A couple of people responded to my post from yesterday saying I should try to date the woman my Mum wants to set me up with.  I’m open to that in theory, although really sceptical about whether anything good can come of it.  My track record with shidduchim (blind dates) is not good.  I know shidduchim are the main way people meet in the frum (Orthodox Jewish) world, but I’m fairly convinced the matches happen by pot luck rather than any precise matchmaking logic: throw enough young men and young women together and biology will do its work sooner or later.  I don’t really have any hopes for someone as weird, geeky and messed up as me – or, to put it slightly more nicely, I don’t have hopes of meeting someone equally unconventional.  Up until now, every attempt at dating has been derailed by my geeky weirdness or my mental health issues and related precarious financial situation (worse than precarious, actually, as that would imply a degree of stability that might be lost, whereas I don’t have any stability to start with).  The only exception was the first woman I dated, and that was derailed by her failure to respect my boundaries and the fact that we were going in different religious directions.  She at least was geeky (I guess E. is also geeky, in a way), but her understanding of my mental health issues was unfortunately undermined by her own issues, which resulted in her inability to respect my boundaries in a healthy way; that she simply ignored me when my depression was bad can, I suppose, also be seen as a boundary problem, if you want to be generous.

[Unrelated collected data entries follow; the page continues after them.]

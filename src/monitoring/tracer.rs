/*!
 * Structured Tracing
 * Subscriber setup and the per-PE span used by the launcher
 */

use std::sync::Once;
use tracing::{info, info_span, Span};
use tracing_subscriber::{
    fmt::format::FmtSpan,
    layer::SubscriberExt,
    util::SubscriberInitExt,
    EnvFilter,
};

static INIT: Once = Once::new();

/// Initialize structured tracing
///
/// Environment variables:
/// - RUST_LOG: Set log level (default: info)
/// - SHMEM_TRACE_JSON: Enable JSON output (default: false)
///
/// Only the first call installs a subscriber, and a global subscriber that
/// is already installed is left alone.
pub fn init_tracing() {
    INIT.call_once(|| {
        let use_json = std::env::var("SHMEM_TRACE_JSON")
            .map(|v| v == "1" || v == "true")
            .unwrap_or(false);
        install(use_json);
    });
}

fn install(use_json: bool) {
    let env_filter = EnvFilter::try_from_default_env()
        .unwrap_or_else(|_| EnvFilter::new("info"));

    let registry = tracing_subscriber::registry().with(env_filter);

    let installed = if use_json {
        // JSON output for production/parsing
        registry
            .with(
                tracing_subscriber::fmt::layer()
                    .json()
                    .with_target(true)
                    .with_thread_ids(true)
                    .with_current_span(true)
                    .with_span_list(true),
            )
            .try_init()
    } else {
        registry
            .with(
                tracing_subscriber::fmt::layer()
                    .with_target(true)
                    .with_thread_ids(true)
                    .with_span_events(FmtSpan::CLOSE)
                    .compact(),
            )
            .try_init()
    };

    if installed.is_ok() {
        info!(json = use_json, "structured tracing initialized");
    }
}

/// Span wrapping everything one PE thread does
pub fn pe_span(rank: usize, n_pes: usize) -> Span {
    info_span!("pe", rank, n_pes)
}

#[cfg(test)]
mod tests {
    use super::*;

    #[test]
    fn test_init_is_idempotent() {
        init_tracing();
        init_tracing();
        let span = pe_span(2, 4);
        let _entered = span.enter();
        info!("inside pe span");
    }
}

I don’t know enough about the woman my Mum wants to set me up with (I need a shorthand for that) to know if she’s likely to be geeky or understanding of mental health issues (and related poverty) and it scares me that the only way to find out is to go on a date with her.  I tried asking my Mum for information, but she clearly didn’t know anything beyond, “Single, frum, early thirties, lives locally” nor did she really understand why I would want to know anything more in advance of a date.  I did possibly find her LinkedIn page and she had an unusual choice of degree subject, which makes me think maybe she is somewhat quirky and unusual, but people do sometimes end up doing weird degrees for pragmatic reasons, like not getting on their first choice course.

Beyond that, I just feel that there’s zero point in going on a date at the moment, with my mood and my financial situation as they are.  I feel no one could ever want me in this state (I find it hard to think anyone could want me in any state, but certainly not like this) and I should wait until I see a psychiatrist to discuss medication changes and try to get some CBT to see if that can help my self-esteem issues, but both those things are going to take a while to happen.